→ **What to do**:
Across the data below, state how many lines hold "false", and reply with nothing but that number.

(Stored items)
//! Hard and fatal cardiovascular event risks.
//!
//! Combines the two independent model families:
//! - Euro-SCORE → coronary death, fatal stroke and their union
//! - Pooled Cohort Equations → hard CV event
//!
//! Either family may be absent while the other is present.

use crate::domain::{HardAndFatalEventsRisks, RisksFactors};
use crate::math::{to_probability, union_probability};
use crate::models::euro_score::euro_score;
use crate::models::pooled_cohort::pooled_cohort_risk;

pub fn compute_hard_and_fatal_events_risks(factors: &RisksFactors) -> HardAndFatalEventsRisks {
    let fatal = euro_score(factors);
    let hard = pooled_cohort_risk(factors);

    HardAndFatalEventsRisks {
        coronary_death_event_risk: fatal.and_then(|r| to_probability(r.coronary_death)),
        fatal_stroke_event_risk: fatal.and_then(|r| to_probability(r.fatal_stroke)),
        total_cv_mortality_risk: fatal
            .and_then(|r| to_probability(union_probability(r.coronary_death, r.fatal_stroke))),
        hard_cv_event_risk: hard.and_then(to_probability),
    }
}

#[cfg(test)]
mod tests {
    use super::*;
    use crate::domain::{Gender, Race};

    fn full() -> RisksFactors {
        RisksFactors {
            is_smoker: Some(true),
            hypertension_treatment: Some(false),
            has_diabetes: Some(false),
            ..RisksFactors::demographic(60, Gender::Female, "US", Some(Race::White))
                .with_cholesterol(230.0)
                .with_cholesterol_hdl(55.0)
                .with_sbp(142.0)
        }
    }

    #[test]
    fn total_mortality_is_union_of_components() {
        let r = compute_hard_and_fatal_events_risks(&full());
        let chd = f64::from(r.coronary_death_event_risk.unwrap());
        let stroke = f64::from(r.fatal_stroke_event_risk.unwrap());
        let total = f64::from(r.total_cv_mortality_risk.unwrap());
        assert!((total - (chd + stroke - chd * stroke)).abs() < 1e-6);
        assert!(total <= chd + stroke + 1e-7);
        assert!(total >= chd.max(stroke));
    }

    #[test]
    fn families_are_computed_independently() {
        let r = compute_hard_and_fatal_events_risks(&full());
        assert!(r.hard_cv_event_risk.is_some());

        // HDL only feeds the Pooled Cohort Equations.
        let f = RisksFactors {
            cholesterol_hdl: None,
            ..full()
        };
        let r = compute_hard_and_fatal_events_risks(&f);
        assert!(r.hard_cv_event_risk.is_none());
        assert!(r.coronary_death_event_risk.is_some());
        assert!(r.total_cv_mortality_risk.is_some());
    }

    #[test]
    fn missing_smoking_drops_everything() {
        let f = RisksFactors {
            is_smoker: None,
            ..full()
        };
        assert_eq!(
            compute_hard_and_fatal_events_risks(&f),
            HardAndFatalEventsRisks::default()
        );
    }
}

→ **Completed exercise**:
2